● **Requirement**:
Nothing should change. Output the data exactly.

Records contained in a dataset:
★ ★ ★

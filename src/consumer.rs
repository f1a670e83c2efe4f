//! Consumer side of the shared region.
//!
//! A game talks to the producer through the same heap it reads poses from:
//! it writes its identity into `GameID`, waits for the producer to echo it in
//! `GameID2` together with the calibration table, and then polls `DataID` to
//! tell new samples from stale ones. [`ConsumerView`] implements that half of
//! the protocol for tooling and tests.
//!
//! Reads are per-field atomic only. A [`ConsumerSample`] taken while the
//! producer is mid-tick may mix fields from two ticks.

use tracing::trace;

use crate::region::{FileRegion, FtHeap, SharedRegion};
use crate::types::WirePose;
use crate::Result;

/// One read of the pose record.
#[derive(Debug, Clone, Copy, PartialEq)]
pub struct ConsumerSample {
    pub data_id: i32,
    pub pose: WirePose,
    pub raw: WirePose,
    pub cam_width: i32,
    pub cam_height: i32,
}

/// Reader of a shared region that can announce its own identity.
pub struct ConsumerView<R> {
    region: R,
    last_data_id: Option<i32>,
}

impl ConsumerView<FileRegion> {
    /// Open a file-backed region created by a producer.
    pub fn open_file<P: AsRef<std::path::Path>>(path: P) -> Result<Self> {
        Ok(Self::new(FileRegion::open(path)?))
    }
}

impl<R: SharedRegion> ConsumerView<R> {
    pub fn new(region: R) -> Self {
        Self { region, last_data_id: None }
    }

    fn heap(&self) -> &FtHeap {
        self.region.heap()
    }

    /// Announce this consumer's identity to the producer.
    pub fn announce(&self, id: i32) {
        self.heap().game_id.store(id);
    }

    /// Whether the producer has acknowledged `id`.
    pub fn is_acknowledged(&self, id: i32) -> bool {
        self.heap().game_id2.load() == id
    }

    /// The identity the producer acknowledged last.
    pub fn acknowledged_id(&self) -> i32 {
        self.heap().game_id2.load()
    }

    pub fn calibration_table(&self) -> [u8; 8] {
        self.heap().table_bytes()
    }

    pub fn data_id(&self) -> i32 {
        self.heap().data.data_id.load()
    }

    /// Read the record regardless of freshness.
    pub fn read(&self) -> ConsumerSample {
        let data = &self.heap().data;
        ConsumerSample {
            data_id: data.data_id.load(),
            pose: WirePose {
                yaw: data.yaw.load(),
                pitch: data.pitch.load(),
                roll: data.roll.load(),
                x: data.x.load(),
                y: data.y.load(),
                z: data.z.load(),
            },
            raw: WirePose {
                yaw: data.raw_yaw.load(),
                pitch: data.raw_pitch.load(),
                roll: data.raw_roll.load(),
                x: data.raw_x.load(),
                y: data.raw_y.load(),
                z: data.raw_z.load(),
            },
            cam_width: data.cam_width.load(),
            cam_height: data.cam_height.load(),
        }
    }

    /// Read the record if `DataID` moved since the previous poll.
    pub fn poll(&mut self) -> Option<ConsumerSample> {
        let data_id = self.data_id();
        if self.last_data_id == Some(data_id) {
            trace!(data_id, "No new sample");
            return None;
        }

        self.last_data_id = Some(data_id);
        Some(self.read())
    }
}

★ ★ ★

● **Response to the exercise**:
filename src/consumer.rs
repository f1a670e83c2efe4f
//! Consumer side of the shared region.
//!
//! A game talks to the producer through the same heap it reads poses from:
//! it writes its identity into `GameID`, waits for the producer to echo it in
//! `GameID2` together with the calibration table, and then polls `DataID` to
//! tell new samples from stale ones. [`ConsumerView`] implements that half of
//! the protocol for tooling and tests.
//!
//! Reads are per-field atomic only. A [`ConsumerSample`] taken while the
//! producer is mid-tick may mix fields from two ticks.

use tracing::trace;

use crate::region::{FileRegion, FtHeap, SharedRegion};
use crate::types::WirePose;
use crate::Result;

/// One read of the pose record.
#[derive(Debug, Clone, Copy, PartialEq)]
pub struct ConsumerSample {
    pub data_id: i32,
    pub pose: WirePose,
    pub raw: WirePose,
    pub cam_width: i32,
    pub cam_height: i32,
}

/// Reader of a shared region that can announce its own identity.
pub struct ConsumerView<R> {
    region: R,
    last_data_id: Option<i32>,
}

impl ConsumerView<FileRegion> {
    /// Open a file-backed region created by a producer.
    pub fn open_file<P: AsRef<std::path::Path>>(path: P) -> Result<Self> {
        Ok(Self::new(FileRegion::open(path)?))
    }
}

impl<R: SharedRegion> ConsumerView<R> {
    pub fn new(region: R) -> Self {
        Self { region, last_data_id: None }
    }

    fn heap(&self) -> &FtHeap {
        self.region.heap()
    }

    /// Announce this consumer's identity to the producer.
    pub fn announce(&self, id: i32) {
        self.heap().game_id.store(id);
    }

    /// Whether the producer has acknowledged `id`.
    pub fn is_acknowledged(&self, id: i32) -> bool {
        self.heap().game_id2.load() == id
    }

    /// The identity the producer acknowledged last.
    pub fn acknowledged_id(&self) -> i32 {
        self.heap().game_id2.load()
    }

    pub fn calibration_table(&self) -> [u8; 8] {
        self.heap().table_bytes()
    }

    pub fn data_id(&self) -> i32 {
        self.heap().data.data_id.load()
    }

    /// Read the record regardless of freshness.
    pub fn read(&self) -> ConsumerSample {
        let data = &self.heap().data;
        ConsumerSample {
            data_id: data.data_id.load(),
            pose: WirePose {
                yaw: data.yaw.load(),
                pitch: data.pitch.load(),
                roll: data.roll.load(),
                x: data.x.load(),
                y: data.y.load(),
                z: data.z.load(),
            },
            raw: WirePose {
                yaw: data.raw_yaw.load(),
                pitch: data.raw_pitch.load(),
                roll: data.raw_roll.load(),
                x: data.raw_x.load(),
                y: data.raw_y.load(),
                z: data.raw_z.load(),
            },
            cam_width: data.cam_width.load(),
            cam_height: data.cam_height.load(),
        }
    }

    /// Read the record if `DataID` moved since the previous poll.
    pub fn poll(&mut self) -> Option<ConsumerSample> {
        let data_id = self.data_id();
        if self.last_data_id == Some(data_id) {
            trace!(data_id, "No new sample");
            return None;
        }

        self.last_data_id = Some(data_id);
        Some(self.read())
    }
}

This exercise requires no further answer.